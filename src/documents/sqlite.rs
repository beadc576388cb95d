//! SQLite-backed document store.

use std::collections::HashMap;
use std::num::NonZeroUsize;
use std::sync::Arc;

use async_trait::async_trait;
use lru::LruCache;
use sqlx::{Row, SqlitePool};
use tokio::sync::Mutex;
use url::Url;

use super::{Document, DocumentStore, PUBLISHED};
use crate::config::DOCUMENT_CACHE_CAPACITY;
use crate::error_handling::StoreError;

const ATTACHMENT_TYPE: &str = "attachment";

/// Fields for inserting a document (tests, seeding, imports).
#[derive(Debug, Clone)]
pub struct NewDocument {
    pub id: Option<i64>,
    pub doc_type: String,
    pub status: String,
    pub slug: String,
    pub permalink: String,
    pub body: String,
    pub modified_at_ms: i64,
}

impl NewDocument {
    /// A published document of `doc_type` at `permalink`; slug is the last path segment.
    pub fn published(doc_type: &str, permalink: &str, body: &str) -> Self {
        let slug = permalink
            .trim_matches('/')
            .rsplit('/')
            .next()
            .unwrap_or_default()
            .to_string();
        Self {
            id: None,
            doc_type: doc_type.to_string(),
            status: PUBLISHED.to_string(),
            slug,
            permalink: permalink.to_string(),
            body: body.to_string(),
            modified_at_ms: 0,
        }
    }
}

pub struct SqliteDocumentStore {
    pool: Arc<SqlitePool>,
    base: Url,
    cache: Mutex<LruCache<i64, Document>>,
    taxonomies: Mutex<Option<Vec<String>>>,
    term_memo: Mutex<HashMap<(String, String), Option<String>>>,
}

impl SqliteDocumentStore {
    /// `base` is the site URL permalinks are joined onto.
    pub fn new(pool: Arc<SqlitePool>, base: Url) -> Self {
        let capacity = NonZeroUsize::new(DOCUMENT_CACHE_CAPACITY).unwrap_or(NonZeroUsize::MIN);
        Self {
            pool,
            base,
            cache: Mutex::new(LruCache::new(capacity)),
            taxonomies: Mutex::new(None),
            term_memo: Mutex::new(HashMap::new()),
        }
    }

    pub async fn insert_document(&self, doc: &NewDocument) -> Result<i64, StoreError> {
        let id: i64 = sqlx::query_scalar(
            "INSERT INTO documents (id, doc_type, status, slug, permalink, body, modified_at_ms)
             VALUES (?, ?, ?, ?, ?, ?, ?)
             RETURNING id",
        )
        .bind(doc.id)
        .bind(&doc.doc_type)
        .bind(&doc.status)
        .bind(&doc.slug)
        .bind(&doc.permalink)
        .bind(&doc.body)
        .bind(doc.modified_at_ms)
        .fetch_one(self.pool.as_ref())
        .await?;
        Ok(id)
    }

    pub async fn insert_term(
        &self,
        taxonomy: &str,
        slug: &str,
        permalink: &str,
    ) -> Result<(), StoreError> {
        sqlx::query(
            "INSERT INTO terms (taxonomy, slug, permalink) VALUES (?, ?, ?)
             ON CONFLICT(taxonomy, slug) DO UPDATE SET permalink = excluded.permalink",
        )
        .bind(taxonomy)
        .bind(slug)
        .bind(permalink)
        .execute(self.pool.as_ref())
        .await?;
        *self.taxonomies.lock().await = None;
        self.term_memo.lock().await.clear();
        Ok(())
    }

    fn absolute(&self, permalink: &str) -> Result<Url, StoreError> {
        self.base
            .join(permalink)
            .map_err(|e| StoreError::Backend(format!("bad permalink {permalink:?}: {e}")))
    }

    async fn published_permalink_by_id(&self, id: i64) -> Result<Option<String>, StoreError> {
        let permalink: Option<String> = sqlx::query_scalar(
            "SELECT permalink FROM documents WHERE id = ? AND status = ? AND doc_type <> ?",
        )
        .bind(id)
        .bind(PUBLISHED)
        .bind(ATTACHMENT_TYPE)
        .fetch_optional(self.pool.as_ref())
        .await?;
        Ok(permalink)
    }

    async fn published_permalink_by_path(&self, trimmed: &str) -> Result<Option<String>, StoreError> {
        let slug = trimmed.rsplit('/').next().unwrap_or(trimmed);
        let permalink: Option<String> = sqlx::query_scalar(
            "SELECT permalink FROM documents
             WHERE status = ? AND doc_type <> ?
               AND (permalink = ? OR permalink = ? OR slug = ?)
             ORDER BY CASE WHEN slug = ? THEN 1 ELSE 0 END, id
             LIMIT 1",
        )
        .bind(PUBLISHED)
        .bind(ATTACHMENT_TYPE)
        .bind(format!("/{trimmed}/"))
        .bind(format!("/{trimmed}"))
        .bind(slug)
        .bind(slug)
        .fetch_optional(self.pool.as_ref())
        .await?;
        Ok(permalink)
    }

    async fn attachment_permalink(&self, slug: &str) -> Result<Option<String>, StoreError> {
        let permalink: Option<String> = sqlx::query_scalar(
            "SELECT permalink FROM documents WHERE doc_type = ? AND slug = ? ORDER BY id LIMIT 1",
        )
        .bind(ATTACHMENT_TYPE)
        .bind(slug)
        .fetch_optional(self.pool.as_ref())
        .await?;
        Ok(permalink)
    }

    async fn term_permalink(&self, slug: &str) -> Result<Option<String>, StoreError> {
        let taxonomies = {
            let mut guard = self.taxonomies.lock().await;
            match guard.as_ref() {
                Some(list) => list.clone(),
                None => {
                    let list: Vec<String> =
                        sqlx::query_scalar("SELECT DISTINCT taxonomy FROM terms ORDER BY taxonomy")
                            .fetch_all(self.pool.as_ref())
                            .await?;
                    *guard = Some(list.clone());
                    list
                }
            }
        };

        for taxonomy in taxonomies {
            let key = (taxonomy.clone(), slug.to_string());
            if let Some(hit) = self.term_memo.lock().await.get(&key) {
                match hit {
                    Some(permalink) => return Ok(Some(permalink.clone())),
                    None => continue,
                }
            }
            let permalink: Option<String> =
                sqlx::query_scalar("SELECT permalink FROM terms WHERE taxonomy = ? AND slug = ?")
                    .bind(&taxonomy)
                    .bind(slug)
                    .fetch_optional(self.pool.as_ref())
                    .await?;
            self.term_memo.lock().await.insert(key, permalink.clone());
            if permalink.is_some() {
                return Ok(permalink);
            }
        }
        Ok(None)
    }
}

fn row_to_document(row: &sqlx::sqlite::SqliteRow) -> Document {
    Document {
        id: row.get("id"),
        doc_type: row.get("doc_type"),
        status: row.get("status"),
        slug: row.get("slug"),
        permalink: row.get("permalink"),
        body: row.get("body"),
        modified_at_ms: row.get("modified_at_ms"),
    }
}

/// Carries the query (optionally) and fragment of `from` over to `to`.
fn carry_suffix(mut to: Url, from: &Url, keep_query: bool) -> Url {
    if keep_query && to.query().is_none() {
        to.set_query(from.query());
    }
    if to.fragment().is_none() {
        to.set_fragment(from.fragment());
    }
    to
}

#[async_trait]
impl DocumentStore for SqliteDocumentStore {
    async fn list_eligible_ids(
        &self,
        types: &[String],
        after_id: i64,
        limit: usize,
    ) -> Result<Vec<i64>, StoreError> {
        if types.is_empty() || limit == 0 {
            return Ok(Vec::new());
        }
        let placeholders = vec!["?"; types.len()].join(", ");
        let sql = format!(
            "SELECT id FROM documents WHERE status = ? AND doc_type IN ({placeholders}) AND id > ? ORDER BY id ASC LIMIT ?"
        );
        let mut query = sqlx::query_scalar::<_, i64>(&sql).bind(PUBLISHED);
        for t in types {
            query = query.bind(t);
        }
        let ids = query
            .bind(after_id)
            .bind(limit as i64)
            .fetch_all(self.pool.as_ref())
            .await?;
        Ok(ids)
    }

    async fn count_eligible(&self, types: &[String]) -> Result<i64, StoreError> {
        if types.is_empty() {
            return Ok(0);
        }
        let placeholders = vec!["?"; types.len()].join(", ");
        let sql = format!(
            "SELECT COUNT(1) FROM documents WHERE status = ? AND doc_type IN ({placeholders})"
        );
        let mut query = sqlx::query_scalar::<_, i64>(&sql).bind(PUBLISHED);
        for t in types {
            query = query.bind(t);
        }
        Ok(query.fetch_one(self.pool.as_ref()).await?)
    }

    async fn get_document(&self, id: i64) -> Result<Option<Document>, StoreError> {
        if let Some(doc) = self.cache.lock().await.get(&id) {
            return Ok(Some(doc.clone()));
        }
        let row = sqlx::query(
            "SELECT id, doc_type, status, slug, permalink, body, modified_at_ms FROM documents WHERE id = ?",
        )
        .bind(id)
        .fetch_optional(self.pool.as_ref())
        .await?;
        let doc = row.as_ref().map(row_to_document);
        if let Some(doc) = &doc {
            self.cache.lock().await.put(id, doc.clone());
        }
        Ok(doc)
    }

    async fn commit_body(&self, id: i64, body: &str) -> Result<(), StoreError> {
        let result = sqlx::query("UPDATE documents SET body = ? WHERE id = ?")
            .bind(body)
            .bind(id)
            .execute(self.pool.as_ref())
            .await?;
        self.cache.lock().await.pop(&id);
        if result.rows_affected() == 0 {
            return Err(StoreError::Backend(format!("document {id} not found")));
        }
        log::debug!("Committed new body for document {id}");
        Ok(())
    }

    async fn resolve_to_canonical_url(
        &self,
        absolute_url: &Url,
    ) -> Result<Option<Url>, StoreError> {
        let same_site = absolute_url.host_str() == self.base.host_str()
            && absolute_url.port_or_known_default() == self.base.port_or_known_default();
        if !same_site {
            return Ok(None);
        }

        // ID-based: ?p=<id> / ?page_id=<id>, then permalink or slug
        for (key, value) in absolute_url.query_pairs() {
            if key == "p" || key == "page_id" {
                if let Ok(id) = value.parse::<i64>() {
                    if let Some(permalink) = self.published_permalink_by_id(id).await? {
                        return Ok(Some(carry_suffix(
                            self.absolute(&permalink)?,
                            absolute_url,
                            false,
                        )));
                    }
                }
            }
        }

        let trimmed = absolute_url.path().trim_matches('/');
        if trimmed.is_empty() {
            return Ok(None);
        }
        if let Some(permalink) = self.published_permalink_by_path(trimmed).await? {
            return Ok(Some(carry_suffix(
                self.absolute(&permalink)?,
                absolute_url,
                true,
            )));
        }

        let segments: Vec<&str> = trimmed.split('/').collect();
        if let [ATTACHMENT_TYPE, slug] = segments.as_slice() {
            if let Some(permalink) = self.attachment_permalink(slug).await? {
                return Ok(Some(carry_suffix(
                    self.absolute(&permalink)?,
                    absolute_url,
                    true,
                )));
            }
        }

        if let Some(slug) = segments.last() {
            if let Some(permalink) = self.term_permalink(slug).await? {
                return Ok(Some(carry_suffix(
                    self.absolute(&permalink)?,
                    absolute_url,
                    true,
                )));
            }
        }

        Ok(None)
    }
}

########

◆ **TASK GOAL**:
For the string "Backend", report how many lines of the records contain it, giving the number only.

◆ **REPLY**:
2